Image of the jet and shadow of the black hole in the galaxy M87. Credit: R.-S. Lu (SHAO), E. Ros (MPIfR), S. Dagnello (NRAO/AUI/NSF)

As Carolina Kassantiou, a researcher at the Institute of Astrophysics of the Foundation for Technology and Research and the Department of Physics of the University of Crete, who participates in the publication, points out to APE-MPE, “the mechanism of launching strong relativistic jets from the environment of voracious supermassive black holes, which lie at the center of active galaxies, continues to puzzle the astrophysical community.”

“With this new image of M87,” explains Ms. Cassandio, “we observe for the first time the connection between the jet and the emission region surrounding the black hole. This adds an important new element to solving the mystery of the jet launcher.”

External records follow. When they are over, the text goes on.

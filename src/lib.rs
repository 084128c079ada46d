pub mod config;
pub mod espn_fetch;
pub mod highlights;
pub mod http_client;
pub mod identity_cache;
pub mod matcher;
pub mod model;
pub mod name_resolver;
pub mod name_tables;
pub mod pipeline;
pub mod render;
pub mod secondary_fetch;
pub mod stat_normalize;
pub mod teams;
pub mod telegram;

This particular black hole was first imaged by the Event Horizon Telescope (EHT) in 2017, but the image released today shows radio light emitted at a longer wavelength than the EHT image. “At this wavelength we can see how the jet emerges from the emission ring around the central supermassive black hole,” notes Thomas Krickbaum of the Max Planck Institute for Radio Astronomy.

NASA

An artist’s impression of the black hole in the galaxy M87 and its powerful jet. Credit: S. Dagnello (NRAO/AUI/NSF)

Also, the size of the ring seen today is about 50% larger compared to the previous image, and computer simulations done for the research suggest that the new image reveals more material falling towards the black hole than would could be observed with EHT.

The observations of the present research were made in 2018 with three different groups of telescopes, GMVA located in Europe and North America, ALMA in the Atacama Desert of Chile, in which the European Southern Observatory (ESO) also collaborates, and GLT in Greenland. It is pointed out that in order to correctly capture the true shape of an astronomical object it is important that the telescopes are scattered all over the Earth. Future observations with this network of telescopes will continue to reveal how supermassive black holes can shoot powerful jets.